▸ What to work on: Go through the records and count every line that holds "retrieve". Only the number belongs in the reply.
-----
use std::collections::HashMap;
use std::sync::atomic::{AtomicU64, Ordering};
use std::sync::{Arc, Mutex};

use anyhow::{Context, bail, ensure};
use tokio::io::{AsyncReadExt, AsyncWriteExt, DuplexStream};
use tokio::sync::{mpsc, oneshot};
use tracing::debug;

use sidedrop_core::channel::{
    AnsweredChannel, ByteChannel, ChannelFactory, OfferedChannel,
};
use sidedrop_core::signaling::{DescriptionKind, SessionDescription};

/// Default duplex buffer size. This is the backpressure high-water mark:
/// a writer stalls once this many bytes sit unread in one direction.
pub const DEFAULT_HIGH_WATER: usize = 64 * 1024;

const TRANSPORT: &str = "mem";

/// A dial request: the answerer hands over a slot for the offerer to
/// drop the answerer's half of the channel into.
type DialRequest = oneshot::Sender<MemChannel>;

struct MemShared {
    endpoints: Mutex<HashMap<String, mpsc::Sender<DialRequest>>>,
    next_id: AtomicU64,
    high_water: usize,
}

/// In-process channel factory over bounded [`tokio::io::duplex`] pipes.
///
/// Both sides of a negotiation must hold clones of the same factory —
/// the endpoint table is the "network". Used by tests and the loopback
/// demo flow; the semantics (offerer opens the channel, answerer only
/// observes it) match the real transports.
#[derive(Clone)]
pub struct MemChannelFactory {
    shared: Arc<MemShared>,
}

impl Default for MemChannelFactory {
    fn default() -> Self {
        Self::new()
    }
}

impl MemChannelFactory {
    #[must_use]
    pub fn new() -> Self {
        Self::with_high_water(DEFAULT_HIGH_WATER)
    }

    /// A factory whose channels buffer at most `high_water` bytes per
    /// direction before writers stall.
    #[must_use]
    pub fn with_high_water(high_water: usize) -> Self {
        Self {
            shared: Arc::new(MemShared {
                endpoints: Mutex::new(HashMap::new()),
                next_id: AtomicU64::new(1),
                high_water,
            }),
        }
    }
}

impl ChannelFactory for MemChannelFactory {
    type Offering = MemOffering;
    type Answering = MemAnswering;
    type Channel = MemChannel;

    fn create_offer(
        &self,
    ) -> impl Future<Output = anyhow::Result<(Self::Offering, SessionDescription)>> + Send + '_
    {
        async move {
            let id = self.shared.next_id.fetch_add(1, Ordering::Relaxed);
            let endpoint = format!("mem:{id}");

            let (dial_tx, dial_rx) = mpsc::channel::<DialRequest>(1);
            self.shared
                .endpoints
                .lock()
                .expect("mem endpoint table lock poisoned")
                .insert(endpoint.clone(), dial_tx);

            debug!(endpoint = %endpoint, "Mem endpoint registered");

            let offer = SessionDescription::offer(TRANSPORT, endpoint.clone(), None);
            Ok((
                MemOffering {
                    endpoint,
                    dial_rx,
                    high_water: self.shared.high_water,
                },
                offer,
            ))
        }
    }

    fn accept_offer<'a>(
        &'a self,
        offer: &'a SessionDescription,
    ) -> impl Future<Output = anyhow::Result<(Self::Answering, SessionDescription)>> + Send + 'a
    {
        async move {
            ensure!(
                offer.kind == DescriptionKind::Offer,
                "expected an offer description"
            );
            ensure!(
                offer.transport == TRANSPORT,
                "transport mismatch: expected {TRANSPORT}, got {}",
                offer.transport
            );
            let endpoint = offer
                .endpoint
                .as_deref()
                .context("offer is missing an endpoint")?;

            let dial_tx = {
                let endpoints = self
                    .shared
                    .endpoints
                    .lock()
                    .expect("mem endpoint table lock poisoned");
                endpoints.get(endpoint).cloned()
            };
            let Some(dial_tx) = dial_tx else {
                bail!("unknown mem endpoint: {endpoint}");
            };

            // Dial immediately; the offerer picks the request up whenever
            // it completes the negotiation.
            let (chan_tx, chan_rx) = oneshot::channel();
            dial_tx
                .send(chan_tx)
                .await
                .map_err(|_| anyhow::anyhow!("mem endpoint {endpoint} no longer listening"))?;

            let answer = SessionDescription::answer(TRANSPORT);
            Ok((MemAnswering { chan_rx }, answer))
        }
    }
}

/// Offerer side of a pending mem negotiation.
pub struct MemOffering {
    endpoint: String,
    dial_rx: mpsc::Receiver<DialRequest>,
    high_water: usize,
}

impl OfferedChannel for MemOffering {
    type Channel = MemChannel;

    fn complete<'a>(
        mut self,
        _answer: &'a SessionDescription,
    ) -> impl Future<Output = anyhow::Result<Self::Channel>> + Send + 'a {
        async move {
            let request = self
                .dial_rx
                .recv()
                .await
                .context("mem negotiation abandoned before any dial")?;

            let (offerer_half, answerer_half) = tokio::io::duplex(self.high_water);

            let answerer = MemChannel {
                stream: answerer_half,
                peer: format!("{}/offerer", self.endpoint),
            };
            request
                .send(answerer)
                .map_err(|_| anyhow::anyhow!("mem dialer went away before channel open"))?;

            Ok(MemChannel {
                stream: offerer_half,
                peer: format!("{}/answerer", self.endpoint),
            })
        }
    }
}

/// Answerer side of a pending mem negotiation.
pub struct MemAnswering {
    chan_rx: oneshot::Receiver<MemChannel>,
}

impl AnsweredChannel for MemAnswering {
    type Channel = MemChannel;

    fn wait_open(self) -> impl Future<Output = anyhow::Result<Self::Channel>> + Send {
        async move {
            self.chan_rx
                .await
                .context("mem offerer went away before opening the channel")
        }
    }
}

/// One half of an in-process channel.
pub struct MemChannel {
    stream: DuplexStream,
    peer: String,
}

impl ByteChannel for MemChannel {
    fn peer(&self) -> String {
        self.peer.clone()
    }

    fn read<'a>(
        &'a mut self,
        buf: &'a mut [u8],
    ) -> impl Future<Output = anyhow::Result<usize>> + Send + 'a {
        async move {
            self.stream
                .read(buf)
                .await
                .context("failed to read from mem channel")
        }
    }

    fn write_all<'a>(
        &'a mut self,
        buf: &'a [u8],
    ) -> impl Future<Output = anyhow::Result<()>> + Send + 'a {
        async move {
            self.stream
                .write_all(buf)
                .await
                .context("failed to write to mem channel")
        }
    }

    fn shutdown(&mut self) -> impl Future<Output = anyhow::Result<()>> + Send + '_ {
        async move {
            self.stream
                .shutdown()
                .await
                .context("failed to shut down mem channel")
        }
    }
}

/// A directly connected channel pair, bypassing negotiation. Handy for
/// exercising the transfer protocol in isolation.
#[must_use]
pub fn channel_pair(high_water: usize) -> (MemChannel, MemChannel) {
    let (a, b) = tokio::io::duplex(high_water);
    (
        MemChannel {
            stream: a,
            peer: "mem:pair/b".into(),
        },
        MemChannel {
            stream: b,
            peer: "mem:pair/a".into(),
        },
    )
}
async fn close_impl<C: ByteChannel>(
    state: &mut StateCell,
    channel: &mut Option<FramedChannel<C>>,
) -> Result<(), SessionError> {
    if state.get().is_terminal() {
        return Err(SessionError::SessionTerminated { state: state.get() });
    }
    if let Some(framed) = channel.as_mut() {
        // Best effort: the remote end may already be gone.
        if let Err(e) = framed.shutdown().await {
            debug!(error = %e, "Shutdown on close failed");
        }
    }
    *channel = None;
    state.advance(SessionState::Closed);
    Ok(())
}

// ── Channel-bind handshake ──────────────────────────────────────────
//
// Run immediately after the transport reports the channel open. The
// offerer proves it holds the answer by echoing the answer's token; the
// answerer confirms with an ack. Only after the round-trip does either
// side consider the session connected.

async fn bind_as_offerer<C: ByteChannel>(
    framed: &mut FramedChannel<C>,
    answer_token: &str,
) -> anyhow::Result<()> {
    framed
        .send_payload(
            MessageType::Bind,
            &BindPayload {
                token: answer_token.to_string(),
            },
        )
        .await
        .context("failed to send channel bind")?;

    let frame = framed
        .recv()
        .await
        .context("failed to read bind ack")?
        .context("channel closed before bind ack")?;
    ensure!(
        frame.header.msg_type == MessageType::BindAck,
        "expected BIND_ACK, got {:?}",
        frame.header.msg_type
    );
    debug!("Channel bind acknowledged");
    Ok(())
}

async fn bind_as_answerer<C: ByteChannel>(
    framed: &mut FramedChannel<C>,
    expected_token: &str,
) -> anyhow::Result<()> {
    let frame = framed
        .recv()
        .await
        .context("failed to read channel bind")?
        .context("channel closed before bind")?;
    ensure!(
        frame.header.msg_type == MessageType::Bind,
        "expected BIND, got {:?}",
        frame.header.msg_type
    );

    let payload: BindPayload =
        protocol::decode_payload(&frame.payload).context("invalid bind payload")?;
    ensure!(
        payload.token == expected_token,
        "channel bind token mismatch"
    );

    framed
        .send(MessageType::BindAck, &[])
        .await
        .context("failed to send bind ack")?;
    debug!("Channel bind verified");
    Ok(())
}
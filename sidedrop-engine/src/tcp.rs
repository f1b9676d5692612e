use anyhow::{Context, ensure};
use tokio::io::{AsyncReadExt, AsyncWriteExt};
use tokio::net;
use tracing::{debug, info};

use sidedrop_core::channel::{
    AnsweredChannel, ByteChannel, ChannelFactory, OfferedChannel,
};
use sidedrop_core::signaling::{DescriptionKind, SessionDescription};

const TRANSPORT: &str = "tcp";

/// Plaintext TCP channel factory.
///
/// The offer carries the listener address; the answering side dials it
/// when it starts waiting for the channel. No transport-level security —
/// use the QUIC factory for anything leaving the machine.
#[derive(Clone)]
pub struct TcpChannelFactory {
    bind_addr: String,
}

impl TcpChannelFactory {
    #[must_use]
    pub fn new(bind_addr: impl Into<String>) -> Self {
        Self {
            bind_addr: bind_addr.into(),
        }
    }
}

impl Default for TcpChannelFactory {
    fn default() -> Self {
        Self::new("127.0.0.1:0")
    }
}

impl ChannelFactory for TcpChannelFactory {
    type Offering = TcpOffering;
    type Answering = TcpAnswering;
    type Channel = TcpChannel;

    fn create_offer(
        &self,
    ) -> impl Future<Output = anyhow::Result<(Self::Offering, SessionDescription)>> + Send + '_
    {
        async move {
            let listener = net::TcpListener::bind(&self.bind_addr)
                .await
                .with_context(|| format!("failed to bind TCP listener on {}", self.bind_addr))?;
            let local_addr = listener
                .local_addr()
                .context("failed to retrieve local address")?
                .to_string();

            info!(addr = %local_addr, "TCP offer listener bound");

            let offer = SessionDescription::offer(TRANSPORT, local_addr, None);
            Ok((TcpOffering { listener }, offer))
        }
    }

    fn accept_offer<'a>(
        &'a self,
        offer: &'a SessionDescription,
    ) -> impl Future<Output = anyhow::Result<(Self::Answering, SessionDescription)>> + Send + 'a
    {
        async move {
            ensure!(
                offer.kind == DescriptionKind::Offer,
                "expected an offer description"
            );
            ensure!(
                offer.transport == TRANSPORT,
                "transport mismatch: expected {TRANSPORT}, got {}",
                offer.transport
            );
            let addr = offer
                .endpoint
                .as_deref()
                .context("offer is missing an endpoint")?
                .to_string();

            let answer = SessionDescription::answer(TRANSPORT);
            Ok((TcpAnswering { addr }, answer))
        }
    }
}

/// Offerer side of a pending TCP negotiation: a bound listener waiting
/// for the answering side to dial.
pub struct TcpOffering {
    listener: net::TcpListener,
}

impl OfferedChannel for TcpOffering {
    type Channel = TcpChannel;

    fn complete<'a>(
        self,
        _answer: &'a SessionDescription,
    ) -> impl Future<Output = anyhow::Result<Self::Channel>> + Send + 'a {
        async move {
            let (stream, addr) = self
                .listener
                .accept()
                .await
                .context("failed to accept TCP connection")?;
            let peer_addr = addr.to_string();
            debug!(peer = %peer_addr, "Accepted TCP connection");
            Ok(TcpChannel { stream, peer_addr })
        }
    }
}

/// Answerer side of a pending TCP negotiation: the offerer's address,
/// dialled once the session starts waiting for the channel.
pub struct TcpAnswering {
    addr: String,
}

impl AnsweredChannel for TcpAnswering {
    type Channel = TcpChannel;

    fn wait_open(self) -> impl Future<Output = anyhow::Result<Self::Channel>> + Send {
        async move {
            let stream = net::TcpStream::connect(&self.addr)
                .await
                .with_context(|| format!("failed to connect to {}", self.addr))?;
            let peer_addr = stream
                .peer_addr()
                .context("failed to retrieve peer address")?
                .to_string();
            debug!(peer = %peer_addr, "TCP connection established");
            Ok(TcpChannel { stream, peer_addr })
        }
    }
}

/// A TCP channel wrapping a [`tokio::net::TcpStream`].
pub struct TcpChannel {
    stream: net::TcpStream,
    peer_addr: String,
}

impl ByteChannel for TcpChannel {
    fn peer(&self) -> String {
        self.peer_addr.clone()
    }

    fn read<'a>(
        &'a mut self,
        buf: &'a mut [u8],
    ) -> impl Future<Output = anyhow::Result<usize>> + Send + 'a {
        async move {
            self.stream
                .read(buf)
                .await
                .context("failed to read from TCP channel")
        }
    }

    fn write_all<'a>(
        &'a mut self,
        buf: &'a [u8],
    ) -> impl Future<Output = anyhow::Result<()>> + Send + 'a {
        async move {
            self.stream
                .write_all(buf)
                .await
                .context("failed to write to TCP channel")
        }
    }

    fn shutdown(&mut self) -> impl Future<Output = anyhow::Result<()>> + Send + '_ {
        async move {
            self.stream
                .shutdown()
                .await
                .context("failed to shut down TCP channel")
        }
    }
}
-----
▸ Answer to this exercise: 2